The teams in Group A are: Club América (MEX), Chivas de Guadalajara (MEX), Monarcas Morelia (MEX), FC Barcelona (SPA), Boca Juniors (ARG). Group B has the following teams: Cruz Azul (MEX), Pumas UNAM (MEX), Pachuca (MEX), Fiorentina (ITA), SC Internacional (BRA).
I briefly wrote about last year’s edition of the Copa Independencia, which you can read here. 2011’s tournament featured Club América, Cruz Azul, Pumas, Pachuca, Monterrey, Chivas de Guadalajara, Sao Paulo, Santos, Boca Juniors, and CSKA Moscow. That makes 6 Mexican teams, 2 Brazilian teams and 1 from each of Argentina and Russia. The tournament’s first running in 2010 only featured 8 teams vying for the cup. Those teams were América, Penarol, Boca Juniors, Pumas, Chivas, Cruz Azul, Sao Paulo, River Plate.
The Copa Independencia is among the most prestigious international youth soccer tournaments in the world. Along with the Gauteng Tournament, Dallas Cup, Gothia Cup, the Real Sociedad Invitational, and Milk Cup, the Copa Independencia provides a tremendous platform for the world’s most promising players to develop and make a name for themselves.
While it is disappointing that no American teams are participating in the Copa Independencia again this year, their exclusion is understandable. The scheduling of the Generation adidas u-17 Cup, a tournament for the academy sides of MLS clubs, prevents teams from playing in both competitions. In 2012, the tournament featured 14 teams in the u17 division and 12 teams in the u15 division.
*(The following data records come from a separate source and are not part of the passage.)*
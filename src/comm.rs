//! Collective communication between the ranks of an SPMD run.
//!
//! Every rank must call each reduction the same number of times and in the same order.
//! Reductions are the only points where ranks exchange information, so branching on a
//! rank-local result before the corresponding reduction desynchronizes the run.
use parking_lot::Mutex;
use std::sync::{Arc, Barrier};
use std::thread;

pub trait Communicator: Send + Sync {
    fn rank(&self) -> usize;

    fn size(&self) -> usize;

    /// Replaces every entry of `values` by its sum over all ranks.
    fn all_reduce_sum(&self, values: &mut [f64]);

    /// Replaces every entry of `values` by its minimum over all ranks.
    fn all_reduce_min(&self, values: &mut [f64]);

    /// Logical AND of `local` over all ranks.
    fn all_reduce_and(&self, local: bool) -> bool {
        let mut flag = [if local { 1.0 } else { 0.0 }];
        self.all_reduce_min(&mut flag);
        flag[0] > 0.5
    }

    fn all_reduce_sum_scalar(&self, value: f64) -> f64 {
        let mut buffer = [value];
        self.all_reduce_sum(&mut buffer);
        buffer[0]
    }

    fn is_root(&self) -> bool {
        self.rank() == 0
    }
}

/// Communicator for a run consisting of a single rank.
#[derive(Debug, Copy, Clone, Default)]
pub struct SingleProcess;

impl Communicator for SingleProcess {
    fn rank(&self) -> usize {
        0
    }

    fn size(&self) -> usize {
        1
    }

    fn all_reduce_sum(&self, _values: &mut [f64]) {}

    fn all_reduce_min(&self, _values: &mut [f64]) {}
}

#[derive(Debug)]
struct SharedSlots {
    barrier: Barrier,
    slots: Mutex<Vec<Vec<f64>>>,
}

/// A group of in-process ranks, one per thread.
///
/// Reductions combine contributions in rank order, so every rank obtains a bit-identical
/// result.
#[derive(Debug)]
pub struct ThreadGroup;

impl ThreadGroup {
    /// Creates the rank handles of a new group. Each handle must be moved to its own thread.
    pub fn create(size: usize) -> Vec<ThreadRank> {
        assert!(size > 0, "Thread group must contain at least one rank");
        let shared = Arc::new(SharedSlots {
            barrier: Barrier::new(size),
            slots: Mutex::new(vec![Vec::new(); size]),
        });
        (0..size)
            .map(|rank| ThreadRank {
                rank,
                size,
                shared: Arc::clone(&shared),
            })
            .collect()
    }

    /// Runs `f` on `size` ranks, each on its own thread, and collects the results in rank order.
    pub fn run<R, F>(size: usize, f: F) -> Vec<R>
    where
        R: Send,
        F: Fn(ThreadRank) -> R + Sync,
    {
        let ranks = Self::create(size);
        let f = &f;
        thread::scope(|scope| {
            let handles: Vec<_> = ranks
                .into_iter()
                .map(|rank| scope.spawn(move || f(rank)))
                .collect();
            handles
                .into_iter()
                .map(|handle| match handle.join() {
                    Ok(result) => result,
                    Err(panic) => std::panic::resume_unwind(panic),
                })
                .collect()
        })
    }
}

#[derive(Debug, Clone)]
pub struct ThreadRank {
    rank: usize,
    size: usize,
    shared: Arc<SharedSlots>,
}

impl ThreadRank {
    fn all_reduce_with(&self, values: &mut [f64], combine: impl Fn(f64, f64) -> f64) {
        self.shared.slots.lock()[self.rank] = values.to_vec();
        self.shared.barrier.wait();
        {
            let slots = self.shared.slots.lock();
            for (i, value) in values.iter_mut().enumerate() {
                *value = slots
                    .iter()
                    .map(|slot| slot[i])
                    .reduce(&combine)
                    .unwrap_or(*value);
            }
        }
        // No rank may overwrite its slot before every rank has read all slots
        self.shared.barrier.wait();
    }
}

impl Communicator for ThreadRank {
    fn rank(&self) -> usize {
        self.rank
    }

    fn size(&self) -> usize {
        self.size
    }

    fn all_reduce_sum(&self, values: &mut [f64]) {
        self.all_reduce_with(values, |a, b| a + b);
    }

    fn all_reduce_min(&self, values: &mut [f64]) {
        self.all_reduce_with(values, f64::min);
    }
}
//! Append-only text streams of per-step results.
//!
//! Each accepted step appends one line per stream. Values are written in scientific
//! notation with 12 fractional digits. Only the root rank writes.
use serde::{Deserialize, Serialize};
use std::fmt;
use std::fs::{self, OpenOptions};
use std::io::Write;
use std::path::{Path, PathBuf};
use std::sync::Arc;

use crate::comm::Communicator;
use crate::error::{Result, SimulationError};
use crate::homogenize::HomogenizedValues;

#[derive(Debug, Clone, PartialEq, Serialize, Deserialize)]
#[serde(default)]
pub struct OutputOptions {
    /// Directory that receives all streams.
    pub directory: PathBuf,
    pub avg_stress: String,
    pub avg_pl_work: String,
    pub avg_def_grad: String,
    pub avg_dp_tensor: String,
    /// Also report plastic work, deformation gradient and plastic rate averages.
    pub additional_avgs: bool,
}

impl Default for OutputOptions {
    fn default() -> Self {
        Self {
            directory: PathBuf::from("."),
            avg_stress: "avg_stress.txt".to_string(),
            avg_pl_work: "avg_pl_work.txt".to_string(),
            avg_def_grad: "avg_def_grad.txt".to_string(),
            avg_dp_tensor: "avg_dp_tensor.txt".to_string(),
            additional_avgs: false,
        }
    }
}

/// Formats values as one line of the output streams.
pub fn format_line(values: &[f64]) -> String {
    let mut line = values
        .iter()
        .map(|v| format!("{:.12e}", v))
        .collect::<Vec<_>>()
        .join(" ");
    line.push('\n');
    line
}

fn append_line(path: &Path, values: &[f64]) -> Result<()> {
    let mut file = OpenOptions::new().create(true).append(true).open(path)?;
    file.write_all(format_line(values).as_bytes())?;
    Ok(())
}

/// The output streams of a run.
///
/// Writes happen on the root rank only, but every fallible operation is collective: the
/// outcome on the root is shared with all ranks, so either every rank fails or none does.
#[derive(Clone)]
pub struct OutputStreams {
    options: OutputOptions,
    dt_file: PathBuf,
    comm: Arc<dyn Communicator>,
}

impl fmt::Debug for OutputStreams {
    fn fmt(&self, f: &mut fmt::Formatter<'_>) -> fmt::Result {
        f.debug_struct("OutputStreams")
            .field("options", &self.options)
            .field("dt_file", &self.dt_file)
            .field("rank", &self.comm.rank())
            .finish()
    }
}

impl OutputStreams {
    pub fn new(options: OutputOptions, dt_file: &str, comm: Arc<dyn Communicator>) -> Result<Self> {
        let streams = Self {
            dt_file: options.directory.join(dt_file),
            options,
            comm,
        };
        streams.on_root(|| Ok(fs::create_dir_all(&streams.options.directory)?))?;
        Ok(streams)
    }

    pub fn options(&self) -> &OutputOptions {
        &self.options
    }

    pub fn path(&self, file_name: &str) -> PathBuf {
        self.options.directory.join(file_name)
    }

    pub fn dt_path(&self) -> &Path {
        &self.dt_file
    }

    pub fn append_dt(&self, dt: f64) -> Result<()> {
        self.on_root(|| append_line(&self.dt_file, &[dt]))
    }

    pub fn append_averages(&self, values: &HomogenizedValues) -> Result<()> {
        self.on_root(|| {
            append_line(&self.path(&self.options.avg_stress), &values.stress)?;
            if let Some(plastic_work) = values.plastic_work {
                append_line(&self.path(&self.options.avg_pl_work), &[plastic_work])?;
            }
            if let Some(def_grad) = &values.def_grad {
                append_line(&self.path(&self.options.avg_def_grad), def_grad)?;
            }
            if let Some(dp_tensor) = &values.dp_tensor {
                append_line(&self.path(&self.options.avg_dp_tensor), dp_tensor)?;
            }
            Ok(())
        })
    }

    /// Runs `write` on the root rank and shares its outcome with every rank.
    fn on_root(&self, write: impl FnOnce() -> Result<()>) -> Result<()> {
        let local = if self.comm.is_root() { write() } else { Ok(()) };
        let success = self.comm.all_reduce_and(local.is_ok());
        match local {
            Err(err) => Err(err),
            Ok(()) if success => Ok(()),
            Ok(()) => Err(SimulationError::CollectiveOutputFailure),
        }
    }
}
use nalgebra::{Point3, Vector3};
use serde::{Deserialize, Serialize};

use crate::error::{Result, SimulationError};

/// Boundary attribute of the face `x = x_min`. Attributes are numbered from one.
pub const ATTRIBUTE_X_MIN: usize = 1;
pub const ATTRIBUTE_Y_MIN: usize = 2;
pub const ATTRIBUTE_Z_MIN: usize = 3;
pub const ATTRIBUTE_X_MAX: usize = 4;
pub const ATTRIBUTE_Y_MAX: usize = 5;
pub const ATTRIBUTE_Z_MAX: usize = 6;

/// A quadrilateral boundary face carrying a boundary attribute.
#[derive(Debug, Clone, Copy, PartialEq, Eq)]
pub struct BoundaryFace {
    pub nodes: [usize; 4],
    pub attribute: usize,
}

/// Unstructured storage of a hexahedral mesh with tagged boundary faces.
#[derive(Debug, Clone)]
pub struct HexMesh {
    vertices: Vec<Point3<f64>>,
    connectivity: Vec<[usize; 8]>,
    boundary_faces: Vec<BoundaryFace>,
}

impl HexMesh {
    pub fn from_parts(
        vertices: Vec<Point3<f64>>,
        connectivity: Vec<[usize; 8]>,
        boundary_faces: Vec<BoundaryFace>,
    ) -> Result<Self> {
        let num_vertices = vertices.len();
        let out_of_bounds = connectivity
            .iter()
            .flatten()
            .chain(boundary_faces.iter().flat_map(|face| face.nodes.iter()))
            .any(|&idx| idx >= num_vertices);
        if out_of_bounds {
            return Err(SimulationError::configuration("mesh refers to a vertex index out of bounds"));
        }
        if boundary_faces.iter().any(|face| face.attribute == 0) {
            return Err(SimulationError::configuration("boundary attributes are numbered from one"));
        }
        Ok(Self {
            vertices,
            connectivity,
            boundary_faces,
        })
    }

    pub fn vertices(&self) -> &[Point3<f64>] {
        &self.vertices
    }

    pub fn vertices_mut(&mut self) -> &mut [Point3<f64>] {
        &mut self.vertices
    }

    pub fn connectivity(&self) -> &[[usize; 8]] {
        &self.connectivity
    }

    pub fn boundary_faces(&self) -> &[BoundaryFace] {
        &self.boundary_faces
    }

    /// The largest boundary attribute in the mesh.
    pub fn num_boundary_attributes(&self) -> usize {
        self.boundary_faces
            .iter()
            .map(|face| face.attribute)
            .max()
            .unwrap_or(0)
    }
}

/// Axis-aligned box to be meshed with uniform hexahedra.
#[derive(Debug, Clone, PartialEq, Serialize, Deserialize)]
#[serde(default)]
pub struct BoxMeshSettings {
    pub origin: [f64; 3],
    pub extents: [f64; 3],
    pub cells: [usize; 3],
}

impl Default for BoxMeshSettings {
    fn default() -> Self {
        Self {
            origin: [0.0; 3],
            extents: [1.0; 3],
            cells: [1; 3],
        }
    }
}

/// Creates a uniform hexahedral mesh of the box `origin + [0, extents]`.
///
/// Boundary faces are tagged with the `ATTRIBUTE_*` constants of this module.
pub fn create_box_hex_mesh(settings: &BoxMeshSettings) -> Result<HexMesh> {
    let [nx, ny, nz] = settings.cells;
    if nx == 0 || ny == 0 || nz == 0 {
        return Err(SimulationError::configuration("box mesh needs at least one cell per axis"));
    }
    if settings.extents.iter().any(|&l| !(l > 0.0)) {
        return Err(SimulationError::configuration("box mesh extents must be positive"));
    }

    let origin = Point3::from(settings.origin);
    let extents = Vector3::from(settings.extents);
    let h = Vector3::new(extents.x / nx as f64, extents.y / ny as f64, extents.z / nz as f64);
    let vertex_index = |i: usize, j: usize, k: usize| i + (nx + 1) * (j + (ny + 1) * k);

    let mut vertices = Vec::with_capacity((nx + 1) * (ny + 1) * (nz + 1));
    for k in 0..=nz {
        for j in 0..=ny {
            for i in 0..=nx {
                let offset = Vector3::new(i as f64 * h.x, j as f64 * h.y, k as f64 * h.z);
                vertices.push(origin + offset);
            }
        }
    }

    let mut connectivity = Vec::with_capacity(nx * ny * nz);
    for k in 0..nz {
        for j in 0..ny {
            for i in 0..nx {
                connectivity.push([
                    vertex_index(i, j, k),
                    vertex_index(i + 1, j, k),
                    vertex_index(i + 1, j + 1, k),
                    vertex_index(i, j + 1, k),
                    vertex_index(i, j, k + 1),
                    vertex_index(i + 1, j, k + 1),
                    vertex_index(i + 1, j + 1, k + 1),
                    vertex_index(i, j + 1, k + 1),
                ]);
            }
        }
    }

    let mut boundary_faces = Vec::new();
    let mut push_faces = |attribute_min, attribute_max, quad: &dyn Fn(usize) -> [usize; 4], n| {
        boundary_faces.push(BoundaryFace {
            nodes: quad(0),
            attribute: attribute_min,
        });
        boundary_faces.push(BoundaryFace {
            nodes: quad(n),
            attribute: attribute_max,
        });
    };
    for k in 0..nz {
        for j in 0..ny {
            let quad = |i| {
                [
                    vertex_index(i, j, k),
                    vertex_index(i, j + 1, k),
                    vertex_index(i, j + 1, k + 1),
                    vertex_index(i, j, k + 1),
                ]
            };
            push_faces(ATTRIBUTE_X_MIN, ATTRIBUTE_X_MAX, &quad, nx);
        }
    }
    for k in 0..nz {
        for i in 0..nx {
            let quad = |j| {
                [
                    vertex_index(i, j, k),
                    vertex_index(i + 1, j, k),
                    vertex_index(i + 1, j, k + 1),
                    vertex_index(i, j, k + 1),
                ]
            };
            push_faces(ATTRIBUTE_Y_MIN, ATTRIBUTE_Y_MAX, &quad, ny);
        }
    }
    for j in 0..ny {
        for i in 0..nx {
            let quad = |k| {
                [
                    vertex_index(i, j, k),
                    vertex_index(i + 1, j, k),
                    vertex_index(i + 1, j + 1, k),
                    vertex_index(i, j + 1, k),
                ]
            };
            push_faces(ATTRIBUTE_Z_MIN, ATTRIBUTE_Z_MAX, &quad, nz);
        }
    }

    HexMesh::from_parts(vertices, connectivity, boundary_faces)
}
The u-17 field contained the following teams: Group A: San Jose Earthquakes, New York Red Bulls, Chicago Fire, Houston Dynamo; Group B: Toronto FC, LA Galaxy, FC Dallas, D.C. United; Group C: Philadelphia Union, Seattle Sounders, Real Salt Lake; Group D: Columbus, Chivas USA, Colorado Rapids.
The u-15 teams competing were: Group A: Toronto FC, San Jose, FC Dallas, Seattle Sounders I; Group B: LA Galaxy, Chicago Fire, Colorado Rapids, Philadelphia Union; Group C: Chivas USA, Real Salt Lake, Houston Dynamo, Seattle Sounders II.
The tournament ran from Friday August 3 through to the Championship matches on Thursday August 9. Chivas USA won the u15 title while Philadelphia Union downed Toronto FC to claim the u17 trophy. The Generation adidas Cup ends on August 9 and the Copa Independencia begins on August 13, making it logistically impossible for MLS sides to participate in both competitions.
In 2011 the Generation adidas Cup was a 16-team tournament held the last week of July from the 25 to the 31. Group A was D.C. United, Houston Dynamo, San Jose Earthquakes, Columbus Crew. Group B was FC Dallas, Philadelphia Union, Sporting Kansas City, Seattle Sounders. Group C was Chivas USA, Toronto FC, Colorado Rapids, New England Revolution. Group D was LA Galaxy, New York Red Bulls, Chicago Fire, Real Salt Lake.
Portland Timbers and Vancouver Whitecaps did not participate since they were new expansion clubs and hadn’t yet established youth team systems. LA Galaxy defeated FC Dallas in the final to lift the 2011 trophy.
While I rate the Copa Independencia very highly, I understand that the Generation adidas Cup is more important for MLS clubs. There are other youth international club competitions that take place at other points in the calendar-year in which MLS teams do participate, such as the Future Champions Gauteng Tournament held in both South Africa and Brazil annually (Jan 25-29 2010, Dec 13-19 2010, Dec 12-17 2011, Mar 28-Apr1 2011, Mar 26-30 2012).
I think it’s important for American soccer clubs to send youth teams to participate in major international competitions. Perhaps that may be putting the cart before the horse, since one could easily argue that MLS youth teams aren’t strong enough. But I think that exposing America’s elite young players to different styles of play, by pitting them against teams from around the world, will only improve the quality of development for American soccer.